Услыхав такое резкое осуждение в Анютиных словах, Юлия Ивановна встревожилась и примирительно заметила:

— Мальчик. Ему мужская рука требуется…

Это замечание заставило Анюту призадуматься: мальчик. А Федор? Тихий он какой-то, спокойный не по-мальчишески. Как он жить-то будет в наше, очень уж беспокойное, время? Жизнь — мать-мачеха, на ласку скупа. Призадумалась Анюта, но тут же вспомнила, как Федор на днях перед мужиками-шабашниками за нее вступился, и немного успокоилась. Смирный-то он смирный, но только пока его не заденут. И силенкой не обижен, и характером. Так что никакой нам не требуется «мужской руки». Сами справимся.

Подумав так, Анюта загрустила и рассказала о своей странной любви:

— Я все думаю, как у нас все необыкновенно произошло: показалось мне, будто мне музыка его полюбилась. Я, сами видите, вроде бы совсем и не чувствительная, а вот как меня схватило. Ну прямо, словно девчонка, и сама к нему побежала.

— Это любовь, — заверила Юлия Ивановна. — У вас любовь была, самая настоящая. Это уж без сомнения.

— Да, конечно, была любовь. Да. Сама я виновата, что не удержала. Мне бы под машину кинуться, под «скорую помощь»… Говорят, от любви еще и не то делают.

— Не от любви это делают, а от отчаяния, когда не получается никакой любви. А у вас все так хорошо получилось. — Поглаживая Анютину руку, Юлия Ивановна говорила: — Вижу, все у вас было. Вся как ты разгорелась от одного воспоминания. — Она и сама не заметила, как начала разговаривать с Анютой совсем по-родственному, как с младшей сестрой, попавшей в беду.

И Анюта тоже этого не заметила, но почувствовала к своей новой знакомой такое расположение, что тоже стала говорить с ней совсем открыто, ничего уже больше не тая.

— Я тебе все скажу. Все. У меня ведь от него, вот тут…

Она приложила руку к своему животу. И Юлия Ивановна положила свою руку на горячую Анютину ладонь.

— Который месяц? — деловито спросила она.

— Не знаю. Если сразу, то второй должен быть.

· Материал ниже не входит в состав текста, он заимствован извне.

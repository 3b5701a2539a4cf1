//! Scaler configuration
//!
//! The scaler is configured from a YAML file (kubeconfig-style), with CLI
//! flags overriding the listen addresses. Validation happens once at boot;
//! a malformed config is fatal.

use std::collections::HashMap;
use std::path::{Path, PathBuf};
use std::time::Duration;

use serde::{Deserialize, Serialize};
use thiserror::Error;

/// Default port the proxy front door listens on
pub const PROXY_PORT: u16 = 8080;

/// Default port the fleet control plane listens on
pub const FLEET_PORT: u16 = 8181;

/// Reserved path prefix for control endpoints; never proxied
pub const CONTROL_PREFIX: &str = "/_";

/// Default heartbeat interval recommended to agents, seconds
pub const HEARTBEAT_INTERVAL_SECS: u64 = 60;

/// Default status interval recommended to agents, seconds
pub const STATUS_INTERVAL_SECS: u64 = 30;

#[derive(Error, Debug)]
pub enum ConfigError {
    #[error("failed to read config file {0}: {1}")]
    Read(PathBuf, std::io::Error),

    #[error("failed to parse config file {0}: {1}")]
    Parse(PathBuf, serde_yaml::Error),

    #[error("invalid config: {0}")]
    Invalid(String),
}

/// Top-level scaler configuration
#[derive(Debug, Clone, Serialize, Deserialize)]
pub struct ScalerConfig {
    /// Address both listeners bind to
    #[serde(default = "default_bind_addr")]
    pub bind_addr: String,

    #[serde(default = "default_proxy_port")]
    pub proxy_port: u16,

    #[serde(default = "default_fleet_port")]
    pub fleet_port: u16,

    /// Seconds without an admitted request before the cloud worker is stopped
    #[serde(default = "default_idle_timeout")]
    pub idle_timeout_secs: u64,

    /// How long a request may block waiting for a cold start
    #[serde(default = "default_cold_start_deadline")]
    pub cold_start_deadline_secs: u64,

    /// Freshness window for the readiness probe backing `running`
    #[serde(default = "default_readiness_ttl")]
    pub readiness_ttl_secs: u64,

    /// Path probed on worker backends; ready iff 2xx with a "models" key
    #[serde(default = "default_readiness_path")]
    pub readiness_path: String,

    #[serde(default = "default_heartbeat_interval")]
    pub heartbeat_interval_sec: u64,

    #[serde(default = "default_status_interval")]
    pub status_interval_sec: u64,

    /// Grace period for draining in-flight requests on shutdown
    #[serde(default = "default_shutdown_grace")]
    pub shutdown_grace_secs: u64,

    pub workers: WorkersConfig,
}

/// The worker topology the scaler manages: an always-on local backend, a
/// cloud worker started and stopped on demand, and optionally a mesh-only
/// worker that has no public address at all.
#[derive(Debug, Clone, Serialize, Deserialize)]
pub struct WorkersConfig {
    #[serde(skip_serializing_if = "Option::is_none")]
    pub local: Option<LocalWorkerConfig>,

    #[serde(skip_serializing_if = "Option::is_none")]
    pub cloud: Option<CloudWorkerConfig>,

    #[serde(skip_serializing_if = "Option::is_none")]
    pub mesh: Option<MeshWorkerConfig>,
}

#[derive(Debug, Clone, Serialize, Deserialize)]
pub struct LocalWorkerConfig {
    #[serde(default = "default_local_name")]
    pub name: String,

    /// Backend URL, e.g. http://127.0.0.1:11434
    pub url: String,
}

#[derive(Debug, Clone, Serialize, Deserialize)]
pub struct CloudWorkerConfig {
    #[serde(default = "default_cloud_name")]
    pub name: String,

    /// Backend URL over the instance's public interface
    pub public_url: String,

    /// Backend URL over the overlay network, preferred when reachable
    #[serde(skip_serializing_if = "Option::is_none")]
    pub mesh_url: Option<String>,

    #[serde(skip_serializing_if = "Option::is_none")]
    pub instance_id: Option<String>,

    #[serde(skip_serializing_if = "Option::is_none")]
    pub region: Option<String>,

    #[serde(skip_serializing_if = "Option::is_none")]
    pub zone: Option<String>,

    /// Commands the shell provisioner runs to drive the instance
    pub provisioner: ProvisionerConfig,
}

/// Worker reachable only over the overlay network
#[derive(Debug, Clone, Serialize, Deserialize)]
pub struct MeshWorkerConfig {
    #[serde(default = "default_mesh_name")]
    pub name: String,

    /// Backend URL on the overlay network, the node's only interface
    pub mesh_url: String,

    #[serde(skip_serializing_if = "Option::is_none")]
    pub instance_id: Option<String>,

    pub provisioner: ProvisionerConfig,
}

/// Shell command triplet the injectable provisioner seam executes.
/// Real cloud SDK integration plugs in here (e.g. `aws ec2 start-instances`).
#[derive(Debug, Clone, Serialize, Deserialize)]
pub struct ProvisionerConfig {
    pub start_cmd: String,
    pub stop_cmd: String,
    /// Must print one of: running, stopped, pending, stopping
    pub status_cmd: String,
}

fn default_bind_addr() -> String {
    "0.0.0.0".to_string()
}

fn default_proxy_port() -> u16 {
    PROXY_PORT
}

fn default_fleet_port() -> u16 {
    FLEET_PORT
}

fn default_idle_timeout() -> u64 {
    900
}

fn default_cold_start_deadline() -> u64 {
    180
}

fn default_readiness_ttl() -> u64 {
    30
}

fn default_readiness_path() -> String {
    "/api/tags".to_string()
}

fn default_heartbeat_interval() -> u64 {
    HEARTBEAT_INTERVAL_SECS
}

fn default_status_interval() -> u64 {
    STATUS_INTERVAL_SECS
}

fn default_shutdown_grace() -> u64 {
    30
}

fn default_local_name() -> String {
    "local".to_string()
}

fn default_cloud_name() -> String {
    "cloud".to_string()
}

fn default_mesh_name() -> String {
    "mesh".to_string()
}

impl ScalerConfig {
    /// Load and validate a config file
    pub fn load(path: &Path) -> Result<Self, ConfigError> {
        let content = std::fs::read_to_string(path)
            .map_err(|e| ConfigError::Read(path.to_path_buf(), e))?;
        let config: Self = serde_yaml::from_str(&content)
            .map_err(|e| ConfigError::Parse(path.to_path_buf(), e))?;
        config.validate()?;
        Ok(config)
    }

    pub fn from_str(content: &str) -> Result<Self, ConfigError> {
        let config: Self = serde_yaml::from_str(content)
            .map_err(|e| ConfigError::Parse(PathBuf::from("<inline>"), e))?;
        config.validate()?;
        Ok(config)
    }

    pub fn validate(&self) -> Result<(), ConfigError> {
        if self.workers.local.is_none()
            && self.workers.cloud.is_none()
            && self.workers.mesh.is_none()
        {
            return Err(ConfigError::Invalid(
                "at least one worker (local, cloud, or mesh) must be configured".to_string(),
            ));
        }
        if self.idle_timeout_secs == 0 {
            return Err(ConfigError::Invalid(
                "idle_timeout_secs must be greater than zero".to_string(),
            ));
        }
        if self.cold_start_deadline_secs == 0 {
            return Err(ConfigError::Invalid(
                "cold_start_deadline_secs must be greater than zero".to_string(),
            ));
        }
        if !self.readiness_path.starts_with('/') {
            return Err(ConfigError::Invalid(format!(
                "readiness_path must start with '/', got '{}'",
                self.readiness_path
            )));
        }
        for url in self.worker_urls() {
            if !url.starts_with("http://") && !url.starts_with("https://") {
                return Err(ConfigError::Invalid(format!(
                    "worker URL '{url}' must be http(s)"
                )));
            }
        }
        let names = self.reserved_node_ids();
        for (i, name) in names.iter().enumerate() {
            if names[i + 1..].contains(name) {
                return Err(ConfigError::Invalid(format!(
                    "two workers share the name '{name}'"
                )));
            }
        }
        Ok(())
    }

    fn worker_urls(&self) -> Vec<&str> {
        let mut urls = Vec::new();
        if let Some(local) = &self.workers.local {
            urls.push(local.url.as_str());
        }
        if let Some(cloud) = &self.workers.cloud {
            urls.push(cloud.public_url.as_str());
            if let Some(mesh) = &cloud.mesh_url {
                urls.push(mesh.as_str());
            }
        }
        if let Some(mesh) = &self.workers.mesh {
            urls.push(mesh.mesh_url.as_str());
        }
        urls
    }

    /// Worker names agents may not register as without an override label
    pub fn reserved_node_ids(&self) -> Vec<String> {
        let mut ids = Vec::new();
        if let Some(local) = &self.workers.local {
            ids.push(local.name.clone());
        }
        if let Some(cloud) = &self.workers.cloud {
            ids.push(cloud.name.clone());
        }
        if let Some(mesh) = &self.workers.mesh {
            ids.push(mesh.name.clone());
        }
        ids
    }

    pub fn idle_timeout(&self) -> Duration {
        Duration::from_secs(self.idle_timeout_secs)
    }

    pub fn cold_start_deadline(&self) -> Duration {
        Duration::from_secs(self.cold_start_deadline_secs)
    }

    pub fn readiness_ttl(&self) -> Duration {
        Duration::from_secs(self.readiness_ttl_secs)
    }
}

/// Default config file location, `~/.config/cloudburst/config.yaml`
pub fn default_config_path() -> PathBuf {
    dirs::config_dir()
        .unwrap_or_else(|| PathBuf::from("."))
        .join("cloudburst")
        .join("config.yaml")
}

// ============================================================================
// Agent configuration (assembled from CLI flags, not a file)
// ============================================================================

/// Runtime configuration of the worker agent
#[derive(Debug, Clone)]
pub struct AgentConfig {
    /// Control plane address, `HOST:PORT`
    pub control_plane: String,

    pub node_id: Option<String>,

    pub node_type: crate::proto::NodeType,

    pub health_port: u16,

    pub instance_id: Option<String>,
    pub mesh_ip: Option<String>,
    pub public_ip: Option<String>,
    pub region: Option<String>,
    pub zone: Option<String>,

    /// NATS URL for the optional fire-and-forget publisher
    pub broker_url: Option<String>,

    /// Backend the agent manages on this node
    pub backend_url: String,

    /// Shell commands for backend control; absent kinds report failure
    pub backend_start_cmd: Option<String>,
    pub backend_stop_cmd: Option<String>,

    pub reconnect_delay: Duration,
    pub reconnect_delay_max: Duration,

    pub labels: HashMap<String, String>,
}

impl AgentConfig {
    pub fn new(control_plane: impl Into<String>) -> Self {
        Self {
            control_plane: control_plane.into(),
            node_id: None,
            node_type: crate::proto::NodeType::GpuWorker,
            health_port: 9090,
            instance_id: None,
            mesh_ip: None,
            public_ip: None,
            region: None,
            zone: None,
            broker_url: None,
            backend_url: "http://127.0.0.1:11434".to_string(),
            backend_start_cmd: None,
            backend_stop_cmd: None,
            reconnect_delay: Duration::from_secs(5),
            reconnect_delay_max: Duration::from_secs(60),
            labels: HashMap::new(),
        }
    }

    pub fn register_url(&self) -> String {
        format!("http://{}/v1/register", self.control_plane)
    }

    pub fn heartbeat_url(&self) -> String {
        format!("http://{}/v1/heartbeat", self.control_plane)
    }

    pub fn connect_url(&self, node_id: &str) -> String {
        format!("ws://{}/v1/connect?node_id={}", self.control_plane, node_id)
    }
}

#[cfg(test)]
mod tests {
    use super::*;

    const MINIMAL: &str = r#"
workers:
  local:
    url: http://127.0.0.1:11434
"#;

    const FULL: &str = r#"
bind_addr: 127.0.0.1
proxy_port: 9080
idle_timeout_secs: 60
workers:
  local:
    name: basement
    url: http://127.0.0.1:11434
  cloud:
    name: burst-1
    public_url: http://203.0.113.10:11434
    mesh_url: http://100.64.0.9:11434
    instance_id: i-0abc123
    region: us-east-1
    zone: us-east-1a
    provisioner:
      start_cmd: "aws ec2 start-instances --instance-ids i-0abc123"
      stop_cmd: "aws ec2 stop-instances --instance-ids i-0abc123"
      status_cmd: "instance-state i-0abc123"
"#;

    #[test]
    fn test_minimal_config_defaults() {
        let config = ScalerConfig::from_str(MINIMAL).unwrap();
        assert_eq!(config.proxy_port, PROXY_PORT);
        assert_eq!(config.fleet_port, FLEET_PORT);
        assert_eq!(config.idle_timeout_secs, 900);
        assert_eq!(config.readiness_path, "/api/tags");
        assert_eq!(config.workers.local.unwrap().name, "local");
        assert!(config.workers.cloud.is_none());
    }

    #[test]
    fn test_full_config() {
        let config = ScalerConfig::from_str(FULL).unwrap();
        assert_eq!(config.proxy_port, 9080);
        assert_eq!(config.idle_timeout_secs, 60);
        let cloud = config.workers.cloud.as_ref().unwrap();
        assert_eq!(cloud.name, "burst-1");
        assert_eq!(cloud.mesh_url.as_deref(), Some("http://100.64.0.9:11434"));
        assert_eq!(
            config.reserved_node_ids(),
            vec!["basement".to_string(), "burst-1".to_string()]
        );
    }

    #[test]
    fn test_mesh_worker_config() {
        let yaml = r#"
workers:
  local:
    name: basement
    url: http://127.0.0.1:11434
  mesh:
    name: relay-1
    mesh_url: http://100.64.0.17:11434
    instance_id: i-0mesh
    provisioner:
      start_cmd: "true"
      stop_cmd: "true"
      status_cmd: "echo stopped"
"#;
        let config = ScalerConfig::from_str(yaml).unwrap();
        let mesh = config.workers.mesh.as_ref().unwrap();
        assert_eq!(mesh.name, "relay-1");
        assert_eq!(mesh.mesh_url, "http://100.64.0.17:11434");
        assert_eq!(
            config.reserved_node_ids(),
            vec!["basement".to_string(), "relay-1".to_string()]
        );
    }

    #[test]
    fn test_mesh_only_config_is_valid() {
        let yaml = r#"
workers:
  mesh:
    mesh_url: http://100.64.0.17:11434
    provisioner:
      start_cmd: "true"
      stop_cmd: "true"
      status_cmd: "echo stopped"
"#;
        let config = ScalerConfig::from_str(yaml).unwrap();
        assert_eq!(config.workers.mesh.unwrap().name, "mesh");
    }

    #[test]
    fn test_rejects_empty_workers() {
        let err = ScalerConfig::from_str("workers: {}").unwrap_err();
        assert!(matches!(err, ConfigError::Invalid(_)), "{err}");
    }

    #[test]
    fn test_rejects_bad_url() {
        let err =
            ScalerConfig::from_str("workers:\n  local:\n    url: ftp://example.com\n").unwrap_err();
        assert!(err.to_string().contains("http(s)"), "{err}");
    }

    #[test]
    fn test_rejects_duplicate_names() {
        let yaml = r#"
workers:
  local:
    name: same
    url: http://127.0.0.1:1
  cloud:
    name: same
    public_url: http://127.0.0.1:2
    provisioner:
      start_cmd: "true"
      stop_cmd: "true"
      status_cmd: "echo running"
"#;
        let err = ScalerConfig::from_str(yaml).unwrap_err();
        assert!(err.to_string().contains("share the name"), "{err}");
    }

    #[test]
    fn test_rejects_zero_idle_timeout() {
        let yaml = "idle_timeout_secs: 0\nworkers:\n  local:\n    url: http://127.0.0.1:1\n";
        assert!(ScalerConfig::from_str(yaml).is_err());
    }

    #[test]
    fn test_agent_urls() {
        let config = AgentConfig::new("10.0.0.1:8181");
        assert_eq!(config.register_url(), "http://10.0.0.1:8181/v1/register");
        assert_eq!(
            config.connect_url("gpu-1"),
            "ws://10.0.0.1:8181/v1/connect?node_id=gpu-1"
        );
    }
}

— Ну, вот и хорошо, — так же деловито и озабоченно сказала Юлия Ивановна. — Будет тебе память о твоей любви. Теперь он к тебе привязанность почувствует, и даже если не придет, не вернется, то память останется и утешение в будущих годах.

— А я собиралась…

Юлия Ивановна сразу догадалась, что собиралась сделать Анюта, и заговорила очень решительно:

— И не думай. Тебе родить обязательно надо. От тебя здоровое племя пойдет. Ты вон какая. И воспитать сумеешь с твоим характером. А я тебе во всякое время помощница, и ты это знай.

Она гладила Анютины плечи, заглядывала в глаза и все говорила тихим веселым голосом о том родном человеке, который родился от любви и заботливо тобою выращен. За ширмой тихонько посапывала Катюшка, как бы подтверждая материнские речи.